Cleanly getting a WebAPI action URL

Whenever you need to get the URL of a ASP.NET MVC action, you should use Url.Action (where URL is an instance of UrlHelper), and never hard-code the URL. This way, the URL is dynamically constructed from the available information in the Url.Action parameters and in the route table. If the route is changed, the results of the Url.Action call will change accordingly, and everything will continue to work. The same principles, of course, apply to WebAPI actions.

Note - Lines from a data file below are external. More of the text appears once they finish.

//! Guarded state transitions of the staking ledger.
//!
//! Instruction handlers resolve accounts and move tokens; every decision about
//! whether an operation may proceed, and every aggregate update it implies,
//! is made here. Each operation is split into a `plan_*` step that only reads
//! state and an `apply_*` step that mutates it, so a handler can run its token
//! transfers in between and the whole instruction still reverts as one unit.

use anchor_lang::prelude::*;

use crate::error::StakingError;
use crate::math::{reward_total, to_ledger_amount};
use crate::state::{Package, PositionStatus, StakeCounter, StakePosition, StakingConfig, UserTotals};

/// Terms of a position about to be opened, fixed from the package at `now`.
#[derive(Clone, Copy, Debug, PartialEq, Eq)]
pub struct OpenTerms {
    pub principal: u64,
    pub reward_total: u64,
    pub apy: u16,
    pub lock_period: i64,
    pub stake_index: u32,
    pub start_timestamp: i64,
    pub unlock_timestamp: i64,
}

/// Amounts released when a position closes.
///
/// For a normal withdrawal `reward` is paid out; for an emergency exit it is
/// the forfeited remainder.
#[derive(Clone, Copy, Debug, PartialEq, Eq)]
pub struct Settlement {
    pub principal: u64,
    pub reward: u64,
}

/// Admission checks for a new stake, in the order callers observe them.
pub fn plan_open(
    config: &StakingConfig,
    package: Option<&Package>,
    user_total_staked: u64,
    stake_count: u32,
    amount: u128,
    now: i64,
) -> Result<OpenTerms> {
    require!(!config.paused, StakingError::EnginePaused);

    let package = package
        .filter(|package| package.accepts_stakes())
        .ok_or(StakingError::InvalidPackage)?;

    require!(
        amount >= config.min_stake_amount as u128,
        StakingError::BelowMinimum
    );

    // Width check must precede any reward math.
    let principal = to_ledger_amount(amount)?;

    if config.max_stake_per_user > 0 {
        let user_after = user_total_staked
            .checked_add(principal)
            .ok_or(StakingError::UserCapExceeded)?;
        require!(
            user_after <= config.max_stake_per_user,
            StakingError::UserCapExceeded
        );
    }

    if config.max_total_staked_per_package > 0 {
        let package_after = package
            .total_staked
            .checked_add(principal)
            .ok_or(StakingError::PackageCapExceeded)?;
        require!(
            package_after <= config.max_total_staked_per_package,
            StakingError::PackageCapExceeded
        );
    }

    require!(stake_count < u32::MAX, StakingError::StakeIdOverflow);

    let reward_total = reward_total(principal, package.apy, package.lock_period)?;
    let unlock_timestamp = now
        .checked_add(package.lock_period)
        .ok_or(StakingError::MathOverflow)?;

    Ok(OpenTerms {
        principal,
        reward_total,
        apy: package.apy,
        lock_period: package.lock_period,
        stake_index: stake_count,
        start_timestamp: now,
        unlock_timestamp,
    })
}

/// The vault must have grown by exactly the declared amount.
pub fn ensure_received(declared: u64, balance_before: u64, balance_after: u64) -> Result<()> {
    let received = balance_after
        .checked_sub(balance_before)
        .ok_or(StakingError::TransferAmountMismatch)?;
    require!(received == declared, StakingError::TransferAmountMismatch);
    Ok(())
}

/// Solvency with the planned position tentatively added.
///
/// `held_reward_balance` is read after the principal has been received, so
/// for a shared-asset vault it already includes the new principal.
pub fn ensure_reward_liquidity(
    config: &StakingConfig,
    terms: &OpenTerms,
    held_reward_balance: u64,
) -> Result<()> {
    let required = config.required_reserve_with(terms.principal, terms.reward_total)?;
    require!(
        held_reward_balance >= required,
        StakingError::InsufficientRewardLiquidity
    );
    Ok(())
}

#[allow(clippy::too_many_arguments)]
pub fn apply_open(
    config: &mut StakingConfig,
    package: &mut Package,
    user_totals: &mut UserTotals,
    counter: &mut StakeCounter,
    position: &mut StakePosition,
    config_key: Pubkey,
    owner: Pubkey,
    terms: &OpenTerms,
) -> Result<()> {
    require!(
        counter.count == terms.stake_index,
        StakingError::PositionMismatch
    );

    position.config = config_key;
    position.owner = owner;
    position.package_id = package.id;
    position.stake_index = terms.stake_index;
    position.principal = terms.principal;
    position.reward_total = terms.reward_total;
    position.reward_claimed = 0;
    position.lock_period = terms.lock_period;
    position.start_timestamp = terms.start_timestamp;
    position.unlock_timestamp = terms.unlock_timestamp;
    position.balance = terms.principal;
    position.status = PositionStatus::Open;

    counter.count = counter
        .count
        .checked_add(1)
        .ok_or(StakingError::StakeIdOverflow)?;

    config.total_locked = config
        .total_locked
        .checked_add(terms.principal)
        .ok_or(StakingError::MathOverflow)?;
    config.total_reward_debt = config
        .total_reward_debt
        .checked_add(terms.reward_total)
        .ok_or(StakingError::MathOverflow)?;
    user_totals.total_staked = user_totals
        .total_staked
        .checked_add(terms.principal)
        .ok_or(StakingError::MathOverflow)?;
    package.total_staked = package
        .total_staked
        .checked_add(terms.principal)
        .ok_or(StakingError::MathOverflow)?;
    config.last_updated = terms.start_timestamp;

    Ok(())
}

pub fn plan_claim(config: &StakingConfig, position: Option<&StakePosition>, now: i64) -> Result<u64> {
    require!(!config.paused, StakingError::EnginePaused);
    let position = position
        .filter(|position| position.is_open())
        .ok_or(StakingError::NoStake)?;

    let claimable = position.claimable_at(now)?;
    require!(claimable > 0, StakingError::NothingToClaim);
    Ok(claimable)
}

pub fn apply_claim(
    config: &mut StakingConfig,
    position: &mut StakePosition,
    amount: u64,
    now: i64,
) -> Result<()> {
    let claimed = position
        .reward_claimed
        .checked_add(amount)
        .ok_or(StakingError::MathOverflow)?;
    require!(claimed <= position.reward_total, StakingError::MathOverflow);

    position.reward_claimed = claimed;
    config.total_reward_debt = config
        .total_reward_debt
        .checked_sub(amount)
        .ok_or(StakingError::MathOverflow)?;
    config.last_updated = now;
    Ok(())
}

pub fn plan_withdraw(
    config: &StakingConfig,
    position: Option<&StakePosition>,
    now: i64,
) -> Result<Settlement> {
    require!(!config.paused, StakingError::EnginePaused);
    let position = position
        .filter(|position| position.is_open())
        .ok_or(StakingError::NoStake)?;
    require!(position.is_unlocked(now), StakingError::StakeLocked);

    Ok(Settlement {
        principal: position.principal,
        reward: position.remaining_reward(),
    })
}

/// Token movements out of the vaults for one payout.
#[derive(Clone, Copy, Debug, Default, PartialEq, Eq)]
pub struct Payout {
    /// Paid from the stake vault in the stake mint.
    pub from_stake_vault: u64,
    /// Paid from the separate reward vault. Always zero for a shared asset.
    pub from_reward_vault: u64,
}

/// Splits `principal` and `reward` across the vaults that hold them. A shared
/// asset pays both from the single stake vault in one transfer.
pub fn payout_plan(config: &StakingConfig, principal: u64, reward: u64) -> Result<Payout> {
    if config.same_asset() {
        let total = principal
            .checked_add(reward)
            .ok_or(StakingError::MathOverflow)?;
        return Ok(Payout {
            from_stake_vault: total,
            from_reward_vault: 0,
        });
    }
    Ok(Payout {
        from_stake_vault: principal,
        from_reward_vault: reward,
    })
}

pub fn plan_emergency_withdraw(
    config: &StakingConfig,
    position: Option<&StakePosition>,
) -> Result<Settlement> {
    require!(config.paused, StakingError::NotPaused);
    let position = position
        .filter(|position| position.is_open())
        .ok_or(StakingError::NoStake)?;

    Ok(Settlement {
        principal: position.principal,
        reward: position.remaining_reward(),
    })
}

/// Terminal transition shared by withdraw and emergency withdraw.
///
/// Unclaimed reward leaves the debt either way; only a normal withdrawal
/// records it as claimed.
pub fn apply_close(
    config: &mut StakingConfig,
    package: &mut Package,
    user_totals: &mut UserTotals,
    position: &mut StakePosition,
    status: PositionStatus,
    now: i64,
) -> Result<Settlement> {
    require!(position.is_open(), StakingError::NoStake);
    require!(status != PositionStatus::Open, StakingError::NoStake);

    let settlement = Settlement {
        principal: position.principal,
        reward: position.remaining_reward(),
    };

    position.balance = 0;
    position.status = status;
    if status == PositionStatus::Withdrawn {
        position.reward_claimed = position.reward_total;
    }

    config.total_locked = config
        .total_locked
        .checked_sub(settlement.principal)
        .ok_or(StakingError::MathOverflow)?;
    config.total_reward_debt = config
        .total_reward_debt
        .checked_sub(settlement.reward)
        .ok_or(StakingError::MathOverflow)?;
    user_totals.total_staked = user_totals
        .total_staked
        .checked_sub(settlement.principal)
        .ok_or(StakingError::MathOverflow)?;
    package.total_staked = package
        .total_staked
        .checked_sub(settlement.principal)
        .ok_or(StakingError::MathOverflow)?;
    config.last_updated = now;

    Ok(settlement)
}

pub fn plan_excess_withdrawal(
    config: &StakingConfig,
    held_reward_balance: u64,
    amount: u64,
) -> Result<()> {
    require!(amount > 0, StakingError::ZeroAmount);
    let excess = config.excess_reward(held_reward_balance)?;
    require!(amount <= excess, StakingError::ExceedsExcess);
    Ok(())
}

/// Create or overwrite a package's terms. Never touches `total_staked`.
pub fn apply_package_update(
    config: &StakingConfig,
    package: &mut Package,
    config_key: Pubkey,
    id: u8,
    lock_period: i64,
    apy: u16,
    enabled: bool,
) -> Result<()> {
    config.validate_package_terms(lock_period, apy)?;

    package.config = config_key;
    package.id = id;
    package.lock_period = lock_period;
    package.apy = apy;
    package.enabled = enabled;
    Ok(())
}

pub fn apply_pause(config: &mut StakingConfig, paused: bool, now: i64) -> Result<()> {
    if paused {
        require!(!config.paused, StakingError::AlreadyPaused);
    } else {
        require!(config.paused, StakingError::NotPaused);
    }
    config.paused = paused;
    config.last_updated = now;
    Ok(())
}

In Orchard, when you need a MVC UrlHelper, you can just inject it: there is special logic in Orchard.Mvc.MvcModule that can create a UrlHelper instance in almost any situation, including complex cases where the code is running in a background process that has no HttpContext. The equivalent code for WebAPI’s UrlHelper unfortunately doesn’t exist. Building it would be non-trivial, a difficulty being in particular to build or acquire the HttpRequestMessage instance that it needs, outside of a WebAPI controller.

Fortunately, we don’t need to do that. There’s a simpler way, which is simply to use the ASP.NET MVC UrlHelper, which will work just fine on WebAPI actions, even though the routes are in a different table, if you specify the httproute parameter in your route values:

var actionUrl = _url.Action("Content", "Import", new {
httproute = true,
area = "Orchard.ImportExport"
});

This will get the WebAPI controller ImportController’s Content action’s URL (from the Orchard.ImportExport module), using only the MVC UrlHelper.

8 Comments

  • Nice! I'm going to steal the URL to this post and post it as an answer on Orchard Pros and earn myself some more points. Thank you very much. ;-)

  • Ugh. His question is about the other way around: how to generate a URL to an MVC controller action from a WebApi controller. Maybe he could simply inject MVC's UrlHelper. http://orchardpros.net/tickets/4510

  • I needed a way to send client code webapi url's so I can use ajax to get data. I have been looking and posting for a few months on this. I was even encouraged to submit a bug about it.

    https://orchard.codeplex.com/workitem/20937


    That may not be an issue after learning about the MVC UrlHelper, Thanks for posting this.

  • I will preface this comment by saying that I am often wrong, so forgive me if that is the case.

    After doing some tests this is what I found, when using default routes in orchard your sample code above would return a relative URL similar to the following:

    /[area name]/[controller]/[Action]?httproute=True

    So here are a few items I would love to know more about
    1. in orchard the URL should be /api/[area name]/[controller]/[Action], I have not been able to reproduce this using UrlHelper
    2. What is the purpose of the httproute=True?
    3. As a side note, you can urlHelper.RequestContext.HttpContext.Request.Url.Scheme as another parameter to get absolute url if needed, which is cool
    var actionUrl = _url.Action("Content", "Import", new {
    httproute = true,
    area = "Orchard.ImportExport"
    }, _url.RequestContext.HttpContext.Request.Url.Scheme);




  • @Rob: I think this is because there is no WebAPI route in your system that could correspond to this. You should retry either with a route that you know you have, or in the "deployment" branch. See my next post about declaring WebAPI routes.

  • I can see that my route description is incorrect, I am using a default orchard route. My main point was that it comes back with everything pretty much correct except it does not have the api in the url.

    api/{module.name}/{controller}/{id}

  • @Rob: yes, what you are getting back is a regular MVC route, because that's what the system finds, in the absence of a proper WebAPI route that can handle what you're passing in.

  • Ok, got it! Thanks for writing this stuff it is very helpful for those of us that are new to orchard.